Work item: What is needed is the run of lines from the one with "its own module." through the close of the data, set down exactly.

** Records provided follows **

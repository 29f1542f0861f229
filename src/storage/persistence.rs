//! JSON store for watch configurations.
//!
//! The store is a single pretty-printed JSON array. Each record carries the
//! integration's type identifier and its resolved parameters so the exact
//! variant can be rebuilt through the [`IntegrationRegistry`] on reload.
//!
//! ```json
//! [
//!   {
//!     "id": 1,
//!     "folder": "/srv/in",
//!     "integration": { "type": "File", "parameters": { "target": "/srv/out" } }
//!   }
//! ]
//! ```

use std::collections::HashSet;
use std::fs;
use std::io::ErrorKind;
use std::path::{Path, PathBuf};

use serde::{Deserialize, Serialize};

use super::{StorageError, StorageResult};
use crate::integration::{IntegrationRegistry, Parameters};
use crate::types::{ConfigId, Configuration};

/// Serialized form of one configuration.
#[derive(Debug, Clone, PartialEq, Eq, Serialize, Deserialize)]
pub struct ConfigRecord {
    pub id: ConfigId,
    pub folder: PathBuf,
    pub integration: IntegrationRecord,
}

/// Tagged integration payload: variant identifier plus its own parameters.
#[derive(Debug, Clone, PartialEq, Eq, Serialize, Deserialize)]
pub struct IntegrationRecord {
    #[serde(rename = "type")]
    pub kind: String,
    #[serde(default)]
    pub parameters: Parameters,
}

impl From<&Configuration> for ConfigRecord {
    fn from(configuration: &Configuration) -> Self {
        Self {
            id: configuration.id(),
            folder: configuration.folder().to_path_buf(),
            integration: IntegrationRecord {
                kind: configuration.kind().to_string(),
                parameters: configuration.integration().parameters(),
            },
        }
    }
}

/// Reads and writes the configuration list.
#[derive(Debug, Clone)]
pub struct ConfigStore {
    path: PathBuf,
}

impl ConfigStore {
    pub fn new(path: impl Into<PathBuf>) -> Self {
        Self { path: path.into() }
    }

    pub fn path(&self) -> &Path {
        &self.path
    }

    /// Check if the store file exists
    pub fn exists(&self) -> bool {
        self.path.exists()
    }

    /// Overwrite the store with `configurations`, in order.
    #[must_use = "Save errors should be handled to ensure configurations are persisted"]
    pub fn save(&self, configurations: &[Configuration]) -> StorageResult<()> {
        let records: Vec<ConfigRecord> = configurations.iter().map(ConfigRecord::from).collect();
        self.save_records(&records)
    }

    /// Overwrite the store with already serialized records.
    pub fn save_records(&self, records: &[ConfigRecord]) -> StorageResult<()> {
        let json = Self::encode(records)?;
        self.write(&json)?;
        crate::debug_event!("store", "saved", "{} configurations", records.len());
        Ok(())
    }

    /// Render records as store contents without touching the disk.
    pub fn encode(records: &[ConfigRecord]) -> StorageResult<String> {
        Ok(serde_json::to_string_pretty(records)?)
    }

    /// Replace the store contents with `json`.
    ///
    /// Writes a sibling temp file first and renames it over the store; a crash
    /// mid-write leaves the previous contents intact.
    pub fn write(&self, json: &str) -> StorageResult<()> {
        if let Some(parent) = self.path.parent().filter(|p| !p.as_os_str().is_empty()) {
            fs::create_dir_all(parent).map_err(|source| StorageError::Write {
                path: parent.to_path_buf(),
                source,
            })?;
        }

        let tmp_path = self.tmp_path();
        fs::write(&tmp_path, json).map_err(|source| StorageError::Write {
            path: tmp_path.clone(),
            source,
        })?;
        fs::rename(&tmp_path, &self.path).map_err(|source| {
            let _ = fs::remove_file(&tmp_path);
            StorageError::Write {
                path: self.path.clone(),
                source,
            }
        })
    }

    /// Load the raw records. A missing store yields an empty list.
    pub fn load_records(&self) -> StorageResult<Vec<ConfigRecord>> {
        let json = match fs::read_to_string(&self.path) {
            Ok(json) => json,
            Err(e) if e.kind() == ErrorKind::NotFound => return Ok(Vec::new()),
            Err(e) => return Err(self.corrupt(format!("cannot read: {e}"))),
        };

        serde_json::from_str(&json).map_err(|e| self.corrupt(e.to_string()))
    }

    /// Load and rebuild every configuration.
    ///
    /// Fails with [`StorageError::CorruptStore`] on malformed records,
    /// unknown integration types, relative folders or duplicate ids.
    #[must_use = "Load errors should be handled appropriately"]
    pub fn load(&self, registry: &IntegrationRegistry) -> StorageResult<Vec<Configuration>> {
        let records = self.load_records()?;
        let mut seen = HashSet::with_capacity(records.len());
        let mut configurations = Vec::with_capacity(records.len());

        for record in records {
            if !seen.insert(record.id) {
                return Err(self.corrupt(format!("duplicate id {}", record.id)));
            }
            if !record.folder.is_absolute() {
                return Err(self.corrupt(format!(
                    "configuration {} has relative folder {}",
                    record.id,
                    record.folder.display()
                )));
            }

            let integration = registry
                .create(&record.integration.kind, &record.integration.parameters)
                .map_err(|e| self.corrupt(format!("configuration {}: {e}", record.id)))?;

            configurations.push(Configuration::new(record.id, record.folder, integration));
        }

        crate::debug_event!("store", "loaded", "{} configurations", configurations.len());
        Ok(configurations)
    }

    fn corrupt(&self, reason: String) -> StorageError {
        StorageError::CorruptStore {
            path: self.path.clone(),
            reason,
        }
    }

    fn tmp_path(&self) -> PathBuf {
        let mut name = self
            .path
            .file_name()
            .map(|n| n.to_os_string())
            .unwrap_or_default();
        name.push(".tmp");
        self.path.with_file_name(name)
    }
}
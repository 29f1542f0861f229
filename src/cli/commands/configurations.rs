//! One-shot commands that read or edit the configuration store.
//!
//! Edits go through an orchestrator that watches nothing, so the same
//! validation and id allocation apply as in the console. A running `watch`
//! session only reads the store at startup and sees edits after a restart.

use std::io;
use std::path::Path;

use anyhow::Context;

use crate::config::Settings;
use crate::console::{write_integrations, write_table};
use crate::integration::IntegrationRegistry;
use crate::storage::ConfigStore;
use crate::types::ConfigId;
use crate::watcher::{ManualSource, Orchestrator};

/// Print stored configurations without starting any watches.
pub fn run_list(settings: &Settings) -> anyhow::Result<()> {
    let store = ConfigStore::new(settings.resolved_store_path());
    let configurations = store
        .load(&IntegrationRegistry::builtin())
        .with_context(|| format!("Failed to read {}", store.path().display()))?;

    if configurations.is_empty() {
        println!("No configurations in {}", store.path().display());
        return Ok(());
    }
    write_table(&mut io::stdout().lock(), &configurations)?;
    Ok(())
}

pub fn run_integrations() -> anyhow::Result<()> {
    write_integrations(&mut io::stdout().lock(), &IntegrationRegistry::builtin())?;
    Ok(())
}

pub fn run_add(settings: &Settings, folder: &Path, kind: &str, params: &[String]) -> anyhow::Result<()> {
    let orchestrator = editor(settings)?;
    let registry = orchestrator.registry();
    let parameters = registry.parse_flags(kind, params)?;
    let integration = registry.create(kind, &parameters)?;

    let configuration = orchestrator.add_configuration(folder, integration)?;
    println!(
        "Configuration {} ({}) watching {}",
        configuration.id(),
        configuration.kind(),
        configuration.folder().display()
    );
    Ok(())
}

pub fn run_remove(settings: &Settings, id: u32) -> anyhow::Result<()> {
    let id = ConfigId::new(id).context("Configuration ids start at 1")?;
    let orchestrator = editor(settings)?;

    match orchestrator.remove_configuration(id)? {
        Some(configuration) => println!(
            "Configuration {} ({}) stopped watching {}",
            configuration.id(),
            configuration.kind(),
            configuration.folder().display()
        ),
        None => println!("There is no configuration with the given id"),
    }
    Ok(())
}

/// Orchestrator for store edits: its folder source opens no platform watches,
/// so nothing is dispatched while the command runs.
fn editor(settings: &Settings) -> anyhow::Result<Orchestrator> {
    let orchestrator = Orchestrator::builder()
        .store_path(settings.resolved_store_path())
        .event_capacity(settings.events.capacity)
        .source(ManualSource::new())
        .build()?;
    orchestrator
        .start()
        .with_context(|| format!("Failed to load {}", settings.resolved_store_path().display()))?;
    Ok(orchestrator)
}
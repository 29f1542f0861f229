//! Folder to watch-handle map.
//!
//! Holds at most one open handle per folder no matter how many
//! configurations point at it.

use std::collections::HashMap;
use std::path::{Path, PathBuf};

use super::source::WatchHandle;

/// Open notification handles keyed by folder.
#[derive(Default)]
pub struct FolderRegistry {
    handles: HashMap<PathBuf, Box<dyn WatchHandle>>,
}

impl FolderRegistry {
    /// Create an empty registry.
    pub fn new() -> Self {
        Self::default()
    }

    /// Check if a folder already has an open handle.
    pub fn contains(&self, folder: &Path) -> bool {
        self.handles.contains_key(folder)
    }

    /// Store the handle for its folder.
    ///
    /// Returns false and drops `handle` when the folder is already watched.
    pub fn insert(&mut self, handle: Box<dyn WatchHandle>) -> bool {
        let folder = handle.folder().to_path_buf();
        if self.handles.contains_key(&folder) {
            return false;
        }
        self.handles.insert(folder, handle);
        true
    }

    /// Drop the handle for `folder`, closing its subscription.
    pub fn close(&mut self, folder: &Path) -> bool {
        self.handles.remove(folder).is_some()
    }

    /// Watched folders, sorted.
    pub fn folders(&self) -> Vec<PathBuf> {
        let mut folders: Vec<_> = self.handles.keys().cloned().collect();
        folders.sort();
        folders
    }

    /// Get count of open handles.
    pub fn len(&self) -> usize {
        self.handles.len()
    }

    pub fn is_empty(&self) -> bool {
        self.handles.is_empty()
    }
}
//! Init and Config commands.

use std::path::Path;

use anyhow::anyhow;

use crate::config::Settings;

/// Run init command - create configuration file in `dir`.
pub fn run_init(dir: &Path, force: bool) -> anyhow::Result<()> {
    let path = Settings::init_config_file(dir, force).map_err(|e| anyhow!("{e}"))?;
    println!("Created configuration file at: {}", path.display());
    println!("Edit this file to customize your settings.");
    Ok(())
}

/// Run config command - display current configuration.
pub fn run_config(config: &Settings) -> anyhow::Result<()> {
    println!("Current Configuration:");
    println!("{}", "=".repeat(50));
    println!("{}", toml::to_string_pretty(config)?);
    println!("Store: {}", config.resolved_store_path().display());
    Ok(())
}
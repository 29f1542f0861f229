//! Command implementations for the CLI.
//!
//! Each command is implemented in its own module.

pub mod configurations;
pub mod init;
pub mod watch;
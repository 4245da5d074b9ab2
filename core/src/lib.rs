//! Vigil Core Types
//!
//! This crate provides the foundational types used throughout the Vigil system:
//! - Value types (the Value enum with scalar, collection and object values)
//! - Objects (typed instances of a class with ordered fields)
//! - Declared field types (FieldType) and runtime type tags (TypeTag)

mod object;
mod types;
mod value;

pub use object::*;
pub use types::*;
pub use value::*;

** End of Records provided **

Answer:
//! Each command is implemented in its own module.

pub mod configurations;
pub mod init;
pub mod watch;
repository 4245da5d074b9ab2
filename core/src/lib.rs
//! Vigil Core Types
//!
//! This crate provides the foundational types used throughout the Vigil system:
//! - Value types (the Value enum with scalar, collection and object values)
//! - Objects (typed instances of a class with ordered fields)
//! - Declared field types (FieldType) and runtime type tags (TypeTag)

mod object;
mod types;
mod value;

pub use object::*;
pub use types::*;
pub use value::*;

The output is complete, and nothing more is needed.